Hint: $F{e}^{2+}$ and $F{e}^{3+}$ have some differences like in the number of electrons , which in turn result in different properties . And the stability of atoms depends on their outermost shell . If the outer shell is filled , then the atom is stable . And if the atoms with unfilled outer shells are called unstable .

Complete step by step answer:
As we learnt previously about the electronic configurations .
So here the electronic configuration of $F{e}^{2+}$ is
$1S^{2}2S^{2}2P^{6}3S^{2}3P^{6}3D^5$.
And the electronic configuration of $F{e}^{3+}$ is
$1S^{2}2S^{2}2P^{6}3S^{2}3P^{6}3D^5$ .
Now this can we understand as follows :
$F{e}^{3+}$ has $3d^5$half field configuration whereas $F{e}^{2+}$ has $3d^6$ configuration . Due to half filled , $3d^5$ has a more stable configuration . Due to the presence of half filled $d$ orbital . Thus , $F{e}^{3+}$ is more stable than $F{e}^{2+}$ .

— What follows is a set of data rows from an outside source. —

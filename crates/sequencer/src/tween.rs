use std::time::{Duration, Instant};

use deckconfig::EasingSetting;

#[derive(Debug, Clone, Copy, PartialEq, Eq, Default)]
pub enum Easing {
    Linear,
    Smoothstep,
    #[default]
    EaseInOut,
    EaseOut,
}

impl Easing {
    pub fn sample(self, t: f32) -> f32 {
        let clamped = t.clamp(0.0, 1.0);
        match self {
            Easing::Linear => clamped,
            Easing::Smoothstep => clamped * clamped * (3.0 - 2.0 * clamped),
            Easing::EaseInOut => {
                if clamped < 0.5 {
                    2.0 * clamped * clamped
                } else {
                    -1.0 + (4.0 - 2.0 * clamped) * clamped
                }
            }
            Easing::EaseOut => {
                let inv = 1.0 - clamped;
                1.0 - inv * inv * inv
            }
        }
    }
}

impl From<EasingSetting> for Easing {
    fn from(setting: EasingSetting) -> Self {
        match setting {
            EasingSetting::Linear => Easing::Linear,
            EasingSetting::Smoothstep => Easing::Smoothstep,
            EasingSetting::EaseInOut => Easing::EaseInOut,
            EasingSetting::EaseOut => Easing::EaseOut,
        }
    }
}

/// Interpolates a scalar between two values over a fixed span of time.
#[derive(Debug, Clone, Copy)]
pub struct Tween {
    from: f32,
    to: f32,
    start: Instant,
    duration: Duration,
    easing: Easing,
}

impl Tween {
    pub fn new(from: f32, to: f32, duration: Duration, easing: Easing, now: Instant) -> Self {
        Self {
            from,
            to,
            start: now,
            duration,
            easing,
        }
    }

    /// Linear fraction of elapsed time, clamped to `[0, 1]`.
    pub fn fraction(&self, now: Instant) -> f32 {
        if self.duration.is_zero() {
            return 1.0;
        }
        let elapsed = now.saturating_duration_since(self.start);
        (elapsed.as_secs_f32() / self.duration.as_secs_f32()).clamp(0.0, 1.0)
    }

    /// Returns the eased value and whether the tween has reached its end.
    pub fn sample(&self, now: Instant) -> (f32, bool) {
        let t = self.fraction(now);
        let mix = self.easing.sample(t);
        (self.from + (self.to - self.from) * mix, t >= 1.0)
    }
}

Moreover , $F{e}^{3+}$ is more reactive since it has higher valency state and $F{e}^{2+}$ is easy to oxidize to $F{e}^{3+}$ because of removing the electron which results in a half filled s subshell . Therefore , $F{e}^{2+}$ is easily oxidized to $F{e}^{3+}$ .
Hence the correct option is B and C.


Note:
$F{e}^{2+}$ is oxidized to $F{e}^{3+}$ as dimethyl sulphoxide (DMSO) is normally used in organic oxidation reaction. So , it can oxidize ferrous salt to ferric .